**Problem description**: Begin at the top of the listing below. Write each line out exactly, ending with the line that holds "# Test Organization".

**Extracted data**:
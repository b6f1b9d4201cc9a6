// Copyright (c) 2025-2026 Adrian Robinson. Licensed under the AGPL-3.0.
// See LICENSE file in the project root for full license text.

//! Integration Tests for Coordination Engine
//!
//! End-to-end scenarios against the in-memory store. Separate
//! `LockManager`/`ReplayQueue` instances over one store stand in for
//! separate processes.
//!
//! # Running Tests
//! ```bash
//! cargo test --test integration
//! ```
//!
//! # Test Organization
//! - `lock_*` - mutual exclusion, reentrancy, crash liveness
//! - `queue_*` - broadcast delivery and cursor handling
//! - `map_*` / `set_*` - ordering, live views, bounds
//! - `coordinator_*` - facade wiring

mod common;

use common::{coordinator, eventually, lock_manager, memory_store, s};
use coordination_engine::collections::{SortedMap, SortedSet};
use coordination_engine::config::{QueueConfig, WatcherConfig};
use coordination_engine::error::CoordinationError;
use coordination_engine::lock::OwnerToken;
use coordination_engine::queue::ReplayQueue;
use coordination_engine::store::DocumentStore;
use coordination_engine::{CoordinatorState, JsonCodec};
use futures::TryStreamExt;
use std::sync::atomic::{AtomicBool, AtomicUsize, Ordering};
use std::sync::Arc;
use std::time::{Duration, Instant};

fn queue(store: &Arc<coordination_engine::MemoryStore>, name: &str) -> ReplayQueue<String> {
    ReplayQueue::with_codec(
        store.clone(),
        name,
        QueueConfig::for_testing(),
        WatcherConfig::for_testing(),
        JsonCodec::new(),
    )
    .unwrap()
}

// =============================================================================
// Lock Tests
// =============================================================================

#[tokio::test]
async fn lock_race_has_exactly_one_winner() {
    let store = memory_store();
    let mut tasks = Vec::new();
    for _ in 0..8 {
        let manager = lock_manager(&store);
        tasks.push(tokio::spawn(async move {
            let owner = OwnerToken::new();
            let lease = manager.try_lock("L", &owner).await.unwrap();
            (manager, lease)
        }));
    }

    let mut winners = 0;
    let mut keep = Vec::new();
    for task in tasks {
        let (manager, lease) = task.await.unwrap();
        if lease.is_some() {
            winners += 1;
        }
        keep.push((manager, lease));
    }
    assert_eq!(winners, 1);

    for (manager, lease) in keep {
        if let Some(lease) = lease {
            manager.unlock(lease).await.unwrap();
        }
    }
}

#[tokio::test]
async fn lock_reentrancy_releases_on_outermost_unlock() {
    let store = memory_store();
    let a = lock_manager(&store);
    let b = lock_manager(&store);
    let owner_a = OwnerToken::from("owner-a");
    let owner_b = OwnerToken::from("owner-b");

    let outer = a.lock("L", &owner_a).await.unwrap();
    let inner = a.lock("L", &owner_a).await.unwrap();
    assert_eq!(a.hold_count("L", &owner_a), 2);

    let acquired = Arc::new(AtomicBool::new(false));
    let waiter = {
        let b = b.clone();
        let acquired = acquired.clone();
        let owner_b = owner_b.clone();
        tokio::spawn(async move {
            let lease = b.lock("L", &owner_b).await.unwrap();
            acquired.store(true, Ordering::SeqCst);
            b.unlock(lease).await.unwrap();
        })
    };

    a.unlock(inner).await.unwrap();
    tokio::time::sleep(Duration::from_millis(150)).await;
    assert!(a.is_held_by("L", &owner_a));
    assert!(!acquired.load(Ordering::SeqCst), "inner unlock must not release");

    a.unlock(outer).await.unwrap();
    tokio::time::timeout(Duration::from_secs(2), waiter).await.unwrap().unwrap();
    assert!(acquired.load(Ordering::SeqCst));
}

#[tokio::test]
async fn lock_liveness_after_holder_crash() {
    let store = memory_store();
    let crashed = lock_manager(&store);
    let survivor = lock_manager(&store);
    let lease_window = crashed.config().lease_window();

    let _abandoned = crashed.try_lock("L", &OwnerToken::new()).await.unwrap().unwrap();
    let crashed_at = Instant::now();
    crashed.shutdown();

    let acquired = survivor
        .try_lock_for("L", &OwnerToken::new(), Duration::from_secs(5))
        .await
        .unwrap();
    assert!(acquired.is_some());
    // One lease window plus one wait slice of slack.
    assert!(crashed_at.elapsed() < lease_window + Duration::from_millis(300));
    survivor.unlock(acquired.unwrap()).await.unwrap();
}

#[tokio::test]
async fn lock_heartbeat_outlives_lease_window() {
    let store = memory_store();
    let holder = lock_manager(&store);
    let contender = lock_manager(&store);
    let owner = OwnerToken::new();

    let lease = holder.lock("L", &owner).await.unwrap();
    tokio::time::sleep(holder.config().lease_window() * 3).await;

    assert!(contender.try_lock("L", &OwnerToken::new()).await.unwrap().is_none());
    assert!(holder.is_held_by("L", &owner));
    holder.unlock(lease).await.unwrap();
}

#[tokio::test]
async fn lock_execute_serializes_critical_sections() {
    let store = memory_store();
    let inside = Arc::new(AtomicUsize::new(0));
    let completed = Arc::new(AtomicUsize::new(0));

    let mut tasks = Vec::new();
    for _ in 0..4 {
        let manager = lock_manager(&store);
        let inside = inside.clone();
        let completed = completed.clone();
        tasks.push(tokio::spawn(async move {
            for _ in 0..3 {
                let inside = inside.clone();
                let completed = completed.clone();
                manager
                    .wait_lock_and_execute("critical", &OwnerToken::new(), || async move {
                        assert_eq!(inside.fetch_add(1, Ordering::SeqCst), 0, "overlapping holders");
                        tokio::time::sleep(Duration::from_millis(5)).await;
                        inside.fetch_sub(1, Ordering::SeqCst);
                        completed.fetch_add(1, Ordering::SeqCst);
                    })
                    .await
                    .unwrap();
            }
        }));
    }
    for task in tasks {
        tokio::time::timeout(Duration::from_secs(20), task).await.unwrap().unwrap();
    }
    assert_eq!(completed.load(Ordering::SeqCst), 12);
}

#[tokio::test]
async fn lock_record_removed_after_release() {
    let store = memory_store();
    let manager = lock_manager(&store);
    let lease = manager.lock("L", &OwnerToken::new()).await.unwrap();
    assert!(store.get("locks", "L").await.unwrap().is_some());

    manager.unlock(lease).await.unwrap();
    assert!(store.get("locks", "L").await.unwrap().is_none());
    let manager = &manager;
    assert!(
        eventually(Duration::from_secs(1), || async move { !manager.is_heartbeat_running() }).await,
        "heartbeat should stop once nothing is held"
    );
}

// =============================================================================
// Queue Tests
// =============================================================================

#[tokio::test]
async fn queue_broadcast_to_independent_consumers() {
    let store = memory_store();
    let producer = queue(&store, "events");
    let first = queue(&store, "events");
    let second = queue(&store, "events");

    for v in ["A", "B", "C"] {
        producer.offer(&s(v)).await.unwrap();
    }

    for expected in ["A", "B", "C"] {
        assert_eq!(first.poll().await.unwrap(), Some(s(expected)));
    }
    assert_eq!(first.poll().await.unwrap(), None);

    for expected in ["A", "B", "C"] {
        assert_eq!(second.poll().await.unwrap(), Some(s(expected)));
    }
}

#[tokio::test]
async fn queue_cursor_skip_sees_only_new_entries() {
    let store = memory_store();
    let q = queue(&store, "events");
    q.offer(&s("A")).await.unwrap();
    q.move_pointer_to_end().await.unwrap();
    q.offer(&s("B")).await.unwrap();

    assert_eq!(q.poll().await.unwrap(), Some(s("B")));
    assert_eq!(q.poll().await.unwrap(), None);
}

#[tokio::test]
async fn queue_blocked_consumers_all_receive() {
    let store = memory_store();
    let producer = queue(&store, "events");

    let mut consumers = Vec::new();
    for _ in 0..3 {
        let consumer = queue(&store, "events");
        consumers.push(tokio::spawn(async move { consumer.take().await }));
    }
    tokio::time::sleep(Duration::from_millis(50)).await;
    producer.offer(&s("wake")).await.unwrap();

    for consumer in consumers {
        let item = tokio::time::timeout(Duration::from_secs(2), consumer).await.unwrap().unwrap();
        assert_eq!(item.unwrap(), "wake");
    }
}

#[tokio::test]
async fn queue_concurrent_producers_preserve_per_producer_order() {
    let store = memory_store();
    let mut tasks = Vec::new();
    for p in 0..3 {
        let producer = queue(&store, "events");
        tasks.push(tokio::spawn(async move {
            let items: Vec<String> = (0..10).map(|i| format!("{}:{}", p, i)).collect();
            producer.add_all(&items).await.unwrap();
        }));
    }
    for task in tasks {
        task.await.unwrap();
    }

    let consumer = queue(&store, "events");
    let mut last_seen = [-1i32; 3];
    let mut total = 0;
    while let Some(item) = consumer.poll().await.unwrap() {
        let (p, i) = item.split_once(':').unwrap();
        let (p, i): (usize, i32) = (p.parse().unwrap(), i.parse().unwrap());
        assert!(i > last_seen[p], "producer {} out of order", p);
        last_seen[p] = i;
        total += 1;
    }
    assert_eq!(total, 30);
}

#[tokio::test]
async fn queue_entries_expire_with_ttl() {
    let store = memory_store();
    let config = QueueConfig {
        entry_ttl_sec: Some(1),
        ..QueueConfig::for_testing()
    };
    let producer = ReplayQueue::<String>::new(store.clone(), "short-lived", config).unwrap();
    producer.offer(&s("A")).await.unwrap();
    assert_eq!(producer.size().await.unwrap(), 1);

    tokio::time::sleep(Duration::from_millis(1_100)).await;
    assert_eq!(producer.size().await.unwrap(), 0);
    assert_eq!(producer.poll().await.unwrap(), None);
}

// =============================================================================
// Map and Set Tests
// =============================================================================

#[tokio::test]
async fn map_ordering_and_iterator_removal() {
    let store = memory_store();
    let map = SortedMap::<String>::new(store.clone(), "map").unwrap();
    map.put("b", &s("2")).await.unwrap();
    map.put("a", &s("1")).await.unwrap();
    map.put("c", &s("3")).await.unwrap();

    assert_eq!(map.first_key().await.unwrap(), Some(s("a")));
    assert_eq!(map.last_key().await.unwrap(), Some(s("c")));

    let keys: Vec<String> = map.key_set().iter().into_stream().try_collect().await.unwrap();
    assert_eq!(keys, vec!["a", "b", "c"]);

    let mut iter = map.key_set().iter();
    while let Some(key) = iter.next().await.unwrap() {
        if key == "b" {
            iter.remove().await.unwrap();
        }
    }
    assert!(!map.contains_key("b").await.unwrap());

    let entries: Vec<(String, String)> = map.entry_set().iter().into_stream().try_collect().await.unwrap();
    assert_eq!(entries, vec![(s("a"), s("1")), (s("c"), s("3"))]);
}

#[tokio::test]
async fn map_is_shared_between_handles() {
    let store = memory_store();
    let writer = SortedMap::<u64>::new(store.clone(), "scores").unwrap();
    let reader = SortedMap::<u64>::new(store.clone(), "scores").unwrap();

    writer.put("alice", &10).await.unwrap();
    assert_eq!(reader.get("alice").await.unwrap(), Some(10));
    assert_eq!(writer.put("alice", &11).await.unwrap(), Some(10));
    assert!(reader.contains_value(&11).await.unwrap());
}

#[tokio::test]
async fn map_views_reject_writes_outside_bounds() {
    let store = memory_store();
    let map = SortedMap::<String>::new(store.clone(), "map").unwrap();
    let head = map.head_map("m").unwrap();

    head.put("apple", &s("ok")).await.unwrap();
    assert!(matches!(
        head.put("zebra", &s("no")).await,
        Err(CoordinationError::OutOfRange { .. })
    ));
    assert_eq!(head.get("zebra").await.unwrap(), None);
    assert!(matches!(head.tail_map("a").unwrap().head_map("z"), Err(CoordinationError::OutOfRange { .. })));
}

#[tokio::test]
async fn set_membership_is_shared() {
    let store = memory_store();
    let a = SortedSet::new(store.clone(), "members").unwrap();
    let b = SortedSet::new(store.clone(), "members").unwrap();

    assert!(a.add("node-2").await.unwrap());
    assert!(a.add("node-1").await.unwrap());
    assert!(!b.add("node-1").await.unwrap());
    assert_eq!(b.first().await.unwrap(), Some(s("node-1")));
    assert_eq!(b.len().await.unwrap(), 2);
}

// =============================================================================
// Coordinator Tests
// =============================================================================

#[tokio::test]
async fn coordinator_end_to_end() {
    let store = memory_store();
    let c = coordinator(&store);

    let locks = c.lock_manager().unwrap();
    let owner = OwnerToken::new();
    let result = locks
        .no_wait_lock_and_execute("job", &owner, || async { 42 })
        .await
        .unwrap();
    assert_eq!(result, Some(42));

    let events = c.queue::<String>("events").unwrap();
    events.offer(&s("started")).await.unwrap();
    assert_eq!(c.queue::<String>("events").unwrap().peek().await.unwrap(), Some(s("started")));

    c.shutdown();
    assert_eq!(c.state(), CoordinatorState::Stopped);
}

**Finished task**:
repository b6f1b9d4201cc9a6
// Copyright (c) 2025-2026 Adrian Robinson. Licensed under the AGPL-3.0.
// See LICENSE file in the project root for full license text.

//! Integration Tests for Coordination Engine
//!
//! End-to-end scenarios against the in-memory store. Separate
//! `LockManager`/`ReplayQueue` instances over one store stand in for
//! separate processes.
//!
//! # Running Tests
//! ```bash
//! cargo test --test integration
//! ```
//!
//! # Test Organization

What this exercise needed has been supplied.